Simon Marlow simonmar at
Wed Apr 5 05:41:14 EDT 2006

On 04 April 2006 20:07, John Meacham wrote:

> Here are a couple of uses. We need waiting routines for every
> interesting event, they are darn useful, and they admit a very
> optimized implementation.
> A C library which reads a file descriptor, calling threadWaitRead
> beforehand and then the call is much more efficient than calling the
> library directly.

As long as you can guarantee not to be preempted between threadWaitRead
and the foreign call, yes.

> A consumer-producer set up, you don't want to read into core memory
> the producers data until you are sure you have somewhere to write it
> to, so you have a 'threadWaitWrite-read-write' loop.
> UI design, a common issue is displaying continuously updating
> information on the screen. You communicate with the X11 server via a
> pipe, so it is possible to just completely fill the X11 buffer with
> drawing requests and get a backlog killing your apps responsibility.
> also, by the time these backloged events actually get to the screeen
> they may be out of date and your app quickly crashes and burns if your
> incoming data rate exceeds the speed at which you can draw to the
> screen.
> Concurrency admits a nice solution, you have your thread that
> generates the interesting info, (say, reading data from a DSP),
> continually updating a shared location. your drawing routine is in a
> 'threadWaitWrite-readlocation-drawit' loop. notice that
> threadWaitWrite is needed because otherwise you would be forced to
> send outdated data to the screen if you couldn't separate what you
> write from when you write it.
> A C call that uses a file, but expects some precondition to be set
> before it can be run.

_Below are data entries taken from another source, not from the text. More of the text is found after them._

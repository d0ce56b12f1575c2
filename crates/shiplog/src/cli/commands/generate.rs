//! Generate command

use std::path::PathBuf;

use anyhow::Context;
use chrono::Utc;
use clap::Args;
use console::style;
use tracing::info;

use shiplog_ai::{EnhancementReport, Enhancer, StepOutcome};
use shiplog_changelog::{ChangelogGenerator, RendererRegistry};
use shiplog_core::config::{load_config_or_default, validate_config, Config, OutputFormat};
use shiplog_core::{ConfigError, GitError, RunContext};
use shiplog_git::{CommitRange, GitRepo};

use crate::cli::{output, Cli};

/// Generate a changelog for a commit range
#[derive(Debug, Args)]
pub struct GenerateCommand {
    /// Commit range such as `v1.0.0..HEAD` (default: latest tag to HEAD)
    pub range: Option<String>,

    /// Output file (default: print to stdout)
    #[arg(short, long)]
    pub output: Option<PathBuf>,

    /// Output format: markdown, html or json (default: from the output extension)
    #[arg(short, long, env = "SHIPLOG_FORMAT")]
    pub format: Option<String>,

    /// Text-generation backend
    #[arg(long, env = "SHIPLOG_AI_PROVIDER")]
    pub provider: Option<String>,

    /// Model for the text-generation backend
    #[arg(long, env = "SHIPLOG_AI_MODEL")]
    pub model: Option<String>,

    /// Add a generated narrative summary
    #[arg(
        long,
        env = "SHIPLOG_AI_ENABLED",
        num_args = 0..=1,
        default_missing_value = "true",
        conflicts_with = "no_ai"
    )]
    pub ai: Option<bool>,

    /// Never call a text-generation backend
    #[arg(long)]
    pub no_ai: bool,

    /// Render sections marked hidden
    #[arg(long)]
    pub show_hidden: bool,
}

impl GenerateCommand {
    /// Execute the generate command
    pub fn execute(&self, cli: &Cli) -> anyhow::Result<()> {
        info!(range = ?self.range, output = ?self.output, "executing generate command");
        let cwd = std::env::current_dir()?;
        let (mut config, config_path) = load_config_or_default(&cwd)?;
        if let Some(path) = &config_path {
            info!(path = %path.display(), "using configuration");
        }

        self.apply_overrides(&mut config);
        validate_config(&config)?;
        let format = self.resolve_format(&config)?;

        let repo = GitRepo::discover(&cwd)?;
        let range = match &self.range {
            Some(expr) => CommitRange::parse(expr)?,
            None => match repo.latest_tag()? {
                Some(tag) => CommitRange::since(tag),
                None => CommitRange::all(),
            },
        };
        let label = range.to_string();
        let ctx = RunContext::new(&label);

        let generator = ChangelogGenerator::new(&config)?;
        let commits = repo
            .commits_in_range(&range, |path| generator.detector().is_version_file(path))
            .with_context(|| format!("reading commits in {}", label))?;

        if commits.is_empty() {
            if config.generate.require_commits {
                return Err(GitError::NoCommits(label).into());
            }
            if !cli.quiet {
                output::warning(&format!("No commits found in {}", label));
            }
        }

        let document = generator.generate(&commits, &label, Utc::now(), &ctx);

        let enhancer = Enhancer::from_config(&config.ai, &ctx)?;
        let (document, report) = if enhancer.is_enabled() {
            let runtime = tokio::runtime::Runtime::new()?;
            runtime.block_on(enhancer.enhance(document, &ctx))?
        } else {
            (document, EnhancementReport::skipped())
        };

        let renderer = RendererRegistry::new(&config.render).get(format)?;
        let rendered = renderer.render(&document)?;

        match &self.output {
            Some(path) => {
                std::fs::write(path, &rendered)
                    .with_context(|| format!("writing {}", path.display()))?;
                if !cli.quiet {
                    output::success(&format!(
                        "Changelog for {} written to {} ({} commits, {} breaking)",
                        style(&label).yellow(),
                        style(path.display()).cyan(),
                        document.metadata.total_commits,
                        document.breaking_changes.len()
                    ));
                }
            }
            None => print!("{}", rendered),
        }

        if !cli.quiet {
            print_report(&report);
            let diagnostics = ctx.diagnostics();
            if !diagnostics.is_empty() {
                eprintln!();
                eprintln!("{}", output::header("Diagnostics"));
                for diagnostic in &diagnostics {
                    eprintln!("  {}", output::diagnostic_line(diagnostic));
                }
            }
        }

        Ok(())
    }

    /// Fold command-line and environment overrides into the configuration
    fn apply_overrides(&self, config: &mut Config) {
        if let Some(provider) = &self.provider {
            config.ai.provider = provider.clone();
            // the configured model belongs to the configured provider
            if self.model.is_none() {
                config.ai.model.clear();
            }
        }
        if let Some(model) = &self.model {
            config.ai.model = model.clone();
        }
        if let Some(enabled) = self.ai {
            config.ai.enabled = enabled;
        }
        if self.no_ai {
            config.ai.enabled = false;
        }
        if self.show_hidden {
            config.render.show_hidden = true;
        }
    }

    /// `--format`, else the output file extension, else `render.format`
    fn resolve_format(&self, config: &Config) -> Result<OutputFormat, ConfigError> {
        match (&self.format, &self.output) {
            (Some(name), _) => name.parse(),
            (None, Some(path)) => Ok(OutputFormat::from_path(path)),
            (None, None) => config.render.output_format(),
        }
    }
}

fn print_report(report: &EnhancementReport) {
    let Some(provider) = &report.provider else {
        return;
    };

    match &report.summary {
        StepOutcome::Succeeded => output::info(&format!(
            "Summary generated by {} ({})",
            provider,
            report.model.as_deref().unwrap_or("default model")
        )),
        StepOutcome::Failed(reason) => {
            output::warning(&format!("Summary skipped, {} failed: {}", provider, reason))
        }
        StepOutcome::Skipped => {}
    }

    if let StepOutcome::Failed(reason) = &report.review {
        output::warning(&format!("Breaking-change review failed: {}", reason));
    }

    if let Some(findings) = &report.findings {
        eprintln!();
        eprintln!("{}", output::header("Breaking-change review"));
        for (label, items) in [
            ("confirmed", &findings.confirmed),
            ("disputed", &findings.disputed),
            ("possibly missed", &findings.additional),
        ] {
            for item in items {
                eprintln!("{}", output::key_value(label, item));
            }
        }
        if findings.is_empty() {
            eprintln!("  {}", style("no remarks").dim());
        }
    }
}
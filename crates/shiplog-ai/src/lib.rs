//! Shiplog AI - optional narrative enhancement
//!
//! A [`TextGenerator`] backend (Ollama, Anthropic or xAI) is asked for a
//! short summary of an assembled changelog and, optionally, a second opinion
//! on its breaking-change list. Every call is bounded and retried; a failing
//! backend leaves the deterministic document untouched.

pub mod enhancer;
pub mod error;
pub mod factory;
pub mod payload;
pub mod provider;
pub mod providers;
pub mod retry;

pub use enhancer::{EnhancementReport, Enhancer, StepOutcome};
pub use error::ProviderError;
pub use factory::build_provider;
pub use payload::{BreakingReview, GenerationOutput, GenerationPayload, GenerationRequest};
pub use provider::TextGenerator;
pub use retry::RetryPolicy;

One that I ran into is a curses library that
> waited for user input, but wanted the screen to be cleared before it
> could be run. clearing the screen right away would have left the user
> sitting staring at a blank screen with no instructions until they
> pressed a key, the right thing to do was to do a threadWaitRead, clear
> the screen, then call the routine.

Sure, there's no problem with having operations that just wait for
events.  We already have System.IO.hWaitForInput, suppose we added
System.IO.hWaitForOutput.  That satisfies your requirements for
threadWaitRead/threadWaitWrite, right?

The point is, I believe there's nothing special about these
event-waiting functions.  If you want to wait for several events, then
you fork a thread for each one and send the results down a shared
channel.  The implementation might well do something clever to avoid
needing one OS thread per waiting event, or it might not.

I can believe there are situations where the programmer might want more
direct access to an event model for efficiency reasons, but I don't
believe that this is essential functionality that needs to be in


PS. I don't think hWaitForInput should have the timeout argument.